_Problem description_
Your answer must be every line of the data that holds the string "client".

_Extracted entries_
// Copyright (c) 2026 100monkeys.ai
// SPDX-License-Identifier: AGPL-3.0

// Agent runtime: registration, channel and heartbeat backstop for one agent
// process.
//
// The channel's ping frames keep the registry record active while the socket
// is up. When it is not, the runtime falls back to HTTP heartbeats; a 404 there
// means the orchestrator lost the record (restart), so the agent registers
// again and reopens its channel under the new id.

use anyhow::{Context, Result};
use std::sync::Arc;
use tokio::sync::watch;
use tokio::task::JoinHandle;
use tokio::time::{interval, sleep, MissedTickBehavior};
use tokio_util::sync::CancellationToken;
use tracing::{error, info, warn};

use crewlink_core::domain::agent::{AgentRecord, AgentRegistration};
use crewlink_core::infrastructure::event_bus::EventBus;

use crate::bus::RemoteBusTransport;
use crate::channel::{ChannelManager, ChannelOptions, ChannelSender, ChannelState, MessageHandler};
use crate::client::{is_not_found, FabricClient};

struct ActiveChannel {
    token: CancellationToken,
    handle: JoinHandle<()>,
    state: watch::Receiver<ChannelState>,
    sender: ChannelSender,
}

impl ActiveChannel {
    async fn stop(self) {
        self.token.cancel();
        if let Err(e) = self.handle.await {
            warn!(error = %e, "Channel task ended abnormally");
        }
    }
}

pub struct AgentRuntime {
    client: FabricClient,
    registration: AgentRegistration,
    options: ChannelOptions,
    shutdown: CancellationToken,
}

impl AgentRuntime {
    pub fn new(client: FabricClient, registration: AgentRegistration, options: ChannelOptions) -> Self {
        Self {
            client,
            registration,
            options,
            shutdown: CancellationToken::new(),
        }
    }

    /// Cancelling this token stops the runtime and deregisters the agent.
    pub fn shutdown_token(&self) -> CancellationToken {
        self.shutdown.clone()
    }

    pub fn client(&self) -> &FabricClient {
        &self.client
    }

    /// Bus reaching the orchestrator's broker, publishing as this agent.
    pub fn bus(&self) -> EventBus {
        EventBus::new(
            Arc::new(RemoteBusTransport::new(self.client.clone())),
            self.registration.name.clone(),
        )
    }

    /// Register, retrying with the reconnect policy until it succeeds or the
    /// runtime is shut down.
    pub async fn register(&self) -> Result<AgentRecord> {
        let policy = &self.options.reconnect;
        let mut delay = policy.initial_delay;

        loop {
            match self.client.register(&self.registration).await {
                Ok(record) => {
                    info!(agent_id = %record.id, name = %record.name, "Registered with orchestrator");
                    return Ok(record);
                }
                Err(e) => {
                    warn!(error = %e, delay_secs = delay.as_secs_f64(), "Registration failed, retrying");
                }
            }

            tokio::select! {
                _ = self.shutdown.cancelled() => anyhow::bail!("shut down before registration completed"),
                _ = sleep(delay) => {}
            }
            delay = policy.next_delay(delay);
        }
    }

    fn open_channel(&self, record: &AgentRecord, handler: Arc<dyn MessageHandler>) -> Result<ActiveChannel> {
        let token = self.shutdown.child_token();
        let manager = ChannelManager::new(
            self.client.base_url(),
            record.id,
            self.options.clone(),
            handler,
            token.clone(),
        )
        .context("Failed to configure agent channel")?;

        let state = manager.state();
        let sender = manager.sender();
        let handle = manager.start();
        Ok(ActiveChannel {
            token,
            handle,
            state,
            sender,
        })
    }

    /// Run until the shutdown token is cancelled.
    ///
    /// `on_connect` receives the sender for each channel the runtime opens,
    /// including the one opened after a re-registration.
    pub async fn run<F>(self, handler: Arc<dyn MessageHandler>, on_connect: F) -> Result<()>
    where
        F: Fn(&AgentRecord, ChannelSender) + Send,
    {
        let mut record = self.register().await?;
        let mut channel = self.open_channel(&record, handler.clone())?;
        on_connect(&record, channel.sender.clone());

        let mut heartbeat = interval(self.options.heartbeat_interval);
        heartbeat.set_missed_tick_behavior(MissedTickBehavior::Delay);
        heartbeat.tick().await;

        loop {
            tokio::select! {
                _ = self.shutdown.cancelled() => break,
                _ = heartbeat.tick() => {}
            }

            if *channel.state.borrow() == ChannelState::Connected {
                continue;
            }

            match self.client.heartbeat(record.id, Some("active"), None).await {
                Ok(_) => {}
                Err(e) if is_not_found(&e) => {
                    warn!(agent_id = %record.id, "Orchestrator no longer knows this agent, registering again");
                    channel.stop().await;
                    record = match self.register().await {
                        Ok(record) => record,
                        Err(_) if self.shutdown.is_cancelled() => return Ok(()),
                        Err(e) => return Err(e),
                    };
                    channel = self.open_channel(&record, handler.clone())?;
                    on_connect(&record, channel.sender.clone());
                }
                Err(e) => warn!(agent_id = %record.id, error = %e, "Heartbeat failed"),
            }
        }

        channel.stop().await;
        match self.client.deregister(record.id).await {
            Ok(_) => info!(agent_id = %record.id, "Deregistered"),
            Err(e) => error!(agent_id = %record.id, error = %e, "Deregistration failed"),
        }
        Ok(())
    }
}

_Solution to this problem_
use crate::client::{is_not_found, FabricClient};
    client: FabricClient,
    pub fn new(client: FabricClient, registration: AgentRegistration, options: ChannelOptions) -> Self {
            client,
    pub fn client(&self) -> &FabricClient {
        &self.client
            Arc::new(RemoteBusTransport::new(self.client.clone())),
            match self.client.register(&self.registration).await {
            self.client.base_url(),
            match self.client.heartbeat(record.id, Some("active"), None).await {
        match self.client.deregister(record.id).await {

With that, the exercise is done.